Last 19th century barn in Old Town Lunenburg faces demolition
Contractor says there is no other option than to tear it down
The last remaining 19th-century barn standing in Old Town Lunenburg, N.S., could soon be torn down at the UNESCO World Heritage Site.
The fate of what's known as the Anderson barn is on the agenda of Tuesday's town council meeting, where the public will be asked to weigh the building's rich history against its poor condition while hearing a proposal for demolition.
The history of the Anderson barn dates back to the 1870s, says Lunenburg heritage officer Bill Plaskett. Back then, the gable-roofed barn stretched 15 metres and overlooked gardens and pasture on a 12-hectare farm handed down from local blacksmith and farmer George Anderson to his sons.
Architecture has changed
Plaskett says while still recognizable today as the Anderson barn, its original architectural character is much changed.
The now board- and batten-clad building has suffered from lack of maintenance in recent years. Original wooden barn doors have been replaced with a modern roll-up, metal garage door. Old beams wear rot and bear burn marks from a fire from years ago. The roof is in poor condition, its foundation and retaining wall are failing and there are other issues as well.
Barn has 'lived its life expectancy'
Lunenburg Heritage Homes consultant Robin Joost says the barn is riddled with post-beetle damage and its original turn-of-the-century timbers are too compromised for anything other than cosmetic use.
"I'm a heritage carpenter. I've saved many, many buildings in this town, and always try to save everything that I can, but, in this case, it makes me sad but there's really nothing one can do."
Joost submitted the application to demolish the barn two months ago on behalf of Lunenburg Heritage Homes, the company that purchased the parcel of property on which the barn sits.
At first the company planned to repurpose the barn to build residential units, which Joost says are much needed in the town. But to do that the barn needed to be brought up to modern building codes.
Joost says once it became apparent that there was no chance of that happening, it left Lunenburg Heritage Homes with no other option than to tear the barn down.

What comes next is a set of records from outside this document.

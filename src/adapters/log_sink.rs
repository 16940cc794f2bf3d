//! Log-based event sink adapter.
//!
//! Implements [`EventSink`] by writing application events to the logger
//! (UART / USB-CDC in production).  One line per iteration; the format is
//! for humans and carries no compatibility promise.

use log::{info, warn};

use crate::app::events::AppEvent;
use crate::app::ports::EventSink;

/// Adapter that logs every [`AppEvent`] to the serial console.
#[derive(Default)]
pub struct LogEventSink;

impl LogEventSink {
    pub fn new() -> Self {
        Self
    }
}

impl EventSink for LogEventSink {
    fn emit(&mut self, event: &AppEvent) {
        match event {
            AppEvent::Started { threshold_cm } => {
                info!("START | threshold={:.1} cm", threshold_cm);
            }
            AppEvent::Sample { distance_cm, output } => {
                info!("Distance: {:.1} cm | led={:?}", distance_cm, output);
            }
            AppEvent::MeasurementFailed { error, output } => {
                warn!("Distance: n/a ({}) | led={:?}", error, output);
            }
            AppEvent::Stopped(stats) => {
                info!(
                    "STOP | iterations={} samples={} failures={} asserted={}",
                    stats.iterations, stats.samples, stats.failures, stats.asserted
                );
            }
        }
    }
}
//! Adapters: concrete implementations of the hexagonal port traits.
//!
//! | Adapter     | Implements                 | Connects to             |
//! |-------------|----------------------------|-------------------------|
//! | `gpio`      | PinPort                    | ESP32 GPIO matrix       |
//! | `hardware`  | RangeSensorPort            | HC-SR04 via `gpio`      |
//! |             | PinPort, ClockPort         | (delegates)             |
//! | `log_sink`  | EventSink                  | Serial log output       |
//! | `time`      | ClockPort                  | ESP32 high-res timer    |

pub mod gpio;
pub mod hardware;
pub mod log_sink;
pub mod time;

There are few 300-year-old houses in Canada and Joost says part of the reason is 'the elements, without modern construction, just win."

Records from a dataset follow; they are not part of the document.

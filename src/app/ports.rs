//! Port traits: the hexagonal boundary between domain logic and the outside world.
//!
//! ```text
//!   Adapter ──▶ Port trait ──▶ ControlLoop / DistanceSensor (domain)
//! ```
//!
//! Driven adapters (GPIO backends, clocks, sensors, event sinks) implement these
//! traits.  The [`ControlLoop`](super::service::ControlLoop) consumes them
//! via generics, so the domain core never touches hardware directly and a
//! simulated backend can stand in for the board in tests.

use embedded_hal::delay::DelayNs;
use embedded_hal::digital::PinState;

use crate::error::{PinError, SensorError};
use crate::sensors::ultrasonic::Measurement;

// ───────────────────────────────────────────────────────────────
// Pin port (driven adapter: domain ↔ GPIO)
// ───────────────────────────────────────────────────────────────

/// Direction a GPIO line is configured for.
#[derive(Debug, Clone, Copy, PartialEq, Eq)]
pub enum PinDirection {
    Input,
    Output,
}

/// The narrow GPIO capability set the core depends on.
///
/// Pins are addressed by board GPIO number (see [`crate::pins`]).
pub trait PinPort {
    /// Configure `pin` as input or output.  Calling it again with the same
    /// direction is harmless.
    fn setup(&mut self, pin: u8, direction: PinDirection) -> Result<(), PinError>;

    /// Sample an input pin.  `true` = HIGH.
    fn read(&mut self, pin: u8) -> Result<bool, PinError>;

    /// Drive an output pin.
    fn write(&mut self, pin: u8, level: PinState) -> Result<(), PinError>;

    /// Return every pin this backend configured to its reset state.
    fn cleanup(&mut self) -> Result<(), PinError>;
}

// ───────────────────────────────────────────────────────────────
// Clock port (driven adapter: domain ↔ timers)
// ───────────────────────────────────────────────────────────────

/// Monotonic time plus blocking delays.
///
/// Delays come from [`DelayNs`] so the ESP-IDF `Ets`/`FreeRtos` delays and
/// any `embedded-hal` delay provider plug in unchanged.
pub trait ClockPort: DelayNs {
    /// Microseconds since an arbitrary fixed origin.  Never goes backwards.
    fn now_us(&self) -> u64;
}

// ───────────────────────────────────────────────────────────────
// Range sensor port (driven adapter: hardware → domain)
// ───────────────────────────────────────────────────────────────

/// Read-side port: the control loop calls this to obtain distances.
pub trait RangeSensorPort {
    /// Configure the sensor's signal lines.  Called once before sampling.
    fn init_sensor(&mut self) -> Result<(), PinError>;

    /// Take one fresh measurement.
    fn measure_distance(&mut self) -> Result<Measurement, SensorError>;
}

// ───────────────────────────────────────────────────────────────
// Event sink port (driven adapter: domain → logging / diagnostics)
// ───────────────────────────────────────────────────────────────

/// The domain emits structured [`AppEvent`](super::events::AppEvent)s
/// through this port.  Adapters decide where they go (serial log,
/// watchdog heartbeat, test recorder).
pub trait EventSink {
    fn emit(&mut self, event: &super::events::AppEvent);
}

Joost says Lunenburg Heritage Homes intends to replace the barn with a historically accurate multi-unit residential dwelling. Any salvageable pre-1940 elements from the barn will be retreated and reintegrated cosmetically into the new building.
Barn's future to be mulled at town council
Plaskett says one alternative to demolition is that Lunenburg Heritage Homes could continue to use the barn for business-related storage and workshop space.
He says the Anderson building is not a known tourist destination and has no noteworthy agricultural significance to signify it as a local landmark.
The Lunenburg Heritage Society says there are other 19th-century barns within the Town, but not within the UNESCO heritage area. There are several on Tannery Road, the road that runs along the opposite side of the harbour from Old Town.
Town of Lunenburg Mayor Rachel Bailey says some people in the community have voiced concern for the fate of the barn.
"The points are being made that it's a one-of-a-kind kind of building within the heritage district."
She says the Lunenburg Old Town Heritage Conservation District plan specifies that when considering an application for demolition of a pre-1940 building, council must consider the advice of the Heritage Advisory Committee and Lunenburg Heritage Society and must hold a public meeting.
That meeting will take place at council on Tuesday, Aug. 23, at 5:15 p.m.